_SOURCE MATERIAL_
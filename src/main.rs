use anyhow::{Context, Result};
use clap::Parser;
use fibrillation_common::{OutputFormat, SimulationConfig, Snapshot, SnapshotFile, UpdateMode};
use fibrillation_engine::{Lattice, Simulation};
use log::{debug, error, info, trace};
use std::fs::File;
use std::io::{BufWriter, Write};
use std::path::PathBuf;
use std::time::Instant;

/// Runs the atrial fibrillation cellular automaton described by a TOML config.
#[derive(Parser, Debug)]
#[command(author, version, about, long_about = None)]
struct Args {
    /// Path to the simulation config
    #[arg(short, long, default_value = "config.toml")]
    config: PathBuf,

    /// Number of steps to run, overriding `run.num_steps`
    #[arg(short, long)]
    num_iters: Option<u64>,

    /// Record full grids every step for the visualizer, overriding `[output]`
    #[arg(short, long)]
    record: bool,

    /// Seed for the random stream, overriding `run.seed`
    #[arg(long)]
    seed: Option<u64>,
}

fn main() -> Result<()> {
    // Initialize the logger
    env_logger::init();
    let args = Args::parse();

    info!("Starting fibrillation engine...");

    // --- Load Configuration ---
    let mut config = SimulationConfig::load(&args.config)?;
    if let Some(num_iters) = args.num_iters {
        if num_iters == 0 {
            anyhow::bail!("--num-iters must be positive.");
        }
        config.run.num_steps = num_iters;
    }
    if args.seed.is_some() {
        config.run.seed = args.seed;
    }
    if args.record {
        config.output.save_snapshots = true;
        config.output.include_state = true;
        config.output.record_interval_steps = 1;
    }

    // --- Initialize Simulation ---
    let mut sim = Simulation::from_config(&config).context("Failed to build the lattice")?;
    info!("Initialized {}", sim.lattice());
    debug!("Lattice parameters: {:#?}", sim.lattice().params());
    if sim.mode() == UpdateMode::Parallel {
        info!("Parallel update using {} Rayon threads.", rayon::current_num_threads());
    }

    // --- Simulation Loop ---
    let output = config.output.clone();
    let total_steps = config.run.num_steps;
    let mut snapshots = Vec::new();
    if output.save_snapshots {
        snapshots.push(take_snapshot(sim.lattice(), sim.lattice().active_cells(), output.include_state));
        info!("Recording a snapshot every {} steps.", output.record_interval_steps);
    }

    info!("Starting simulation loop for {} steps...", total_steps);
    let start_time = Instant::now();
    let mut previous_print_time = start_time;
    let print_interval_secs = 5.0;

    let run_result = sim.run_observed(total_steps, |lattice, active| {
        let step = lattice.step_count();
        let is_last_step = step == total_steps;

        if output.save_snapshots && (step % output.record_interval_steps == 0 || is_last_step) {
            snapshots.push(take_snapshot(lattice, active, output.include_state));
        }

        if previous_print_time.elapsed().as_secs_f64() >= print_interval_secs || is_last_step {
            info!(
                "Step [{}/{}] | Active cells: {} | Elapsed: {:.2} s",
                step,
                total_steps,
                active,
                start_time.elapsed().as_secs_f64()
            );
            previous_print_time = Instant::now();
        } else {
            trace!("Step [{}/{}] | Active cells: {}", step, total_steps, active);
        }
    });
    if let Err(e) = run_result {
        error!("Simulation run failed: {}", e);
        anyhow::bail!("Simulation run failed.");
    }

    let total_duration = start_time.elapsed();
    info!(
        "Simulation finished in {:.3} seconds ({:.1} steps per second).",
        total_duration.as_secs_f64(),
        total_steps as f64 / total_duration.as_secs_f64().max(1e-9)
    );

    // --- Save Recorded Data ---
    if output.save_activity {
        let filename = format!("{}_activity.csv", output.base_filename);
        save_activity(&filename, sim.activity_history())
            .with_context(|| format!("Failed to save activity to '{}'", filename))?;
        info!("Activity history saved to {}", filename);
    } else {
        info!("Skipping saving activity history as per config.");
    }

    if output.save_snapshots {
        let lattice = sim.lattice();
        let file = SnapshotFile {
            row_size: lattice.rows(),
            col_size: lattice.cols(),
            refractory_period: lattice.refractory_period(),
            driving_period: lattice.driving_period(),
            activity: sim.activity_history().to_vec(),
            snapshots,
        };
        let filename = format!("{}_snapshots.{}", output.base_filename, output.format.extension());
        save_snapshots(&filename, output.format, &file)
            .with_context(|| format!("Failed to save snapshots to '{}'", filename))?;
        info!(
            "{} snapshots saved to {} ({:?} format)",
            file.snapshots.len(),
            filename,
            output.format
        );
    } else {
        info!("Skipping saving snapshots as per config (save_snapshots is false).");
    }

    info!("Simulation Complete.");
    Ok(())
}

fn take_snapshot(lattice: &Lattice, active_cells: u64, include_state: bool) -> Snapshot {
    Snapshot {
        step: lattice.step_count(),
        active_cells,
        state: include_state.then(|| lattice.current_state().to_vec()),
    }
}

fn save_activity(filename: &str, activity: &[u64]) -> Result<()> {
    let mut writer = csv::Writer::from_path(filename)?;
    writer.write_record(["step", "active_cells"])?;
    for (i, active) in activity.iter().enumerate() {
        writer.write_record(&[(i + 1).to_string(), active.to_string()])?;
    }
    writer.flush()?;
    Ok(())
}

fn save_snapshots(filename: &str, format: OutputFormat, file: &SnapshotFile) -> Result<()> {
    let mut writer = BufWriter::new(File::create(filename)?);
    match format {
        OutputFormat::Bincode => bincode::serialize_into(&mut writer, file)?,
        OutputFormat::Json => serde_json::to_writer(&mut writer, file)?,
        OutputFormat::MessagePack => rmp_serde::encode::write(&mut writer, file)?,
    }
    writer.flush()?;
    Ok(())
}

_ABOUT THIS TASK_
Only the lines that hold the word "anyhow" are wanted; each should be pulled from the records.

_ANSWER FOR THIS EXERCISE_
use anyhow::{Context, Result};
            anyhow::bail!("--num-iters must be positive.");
        anyhow::bail!("Simulation run failed.");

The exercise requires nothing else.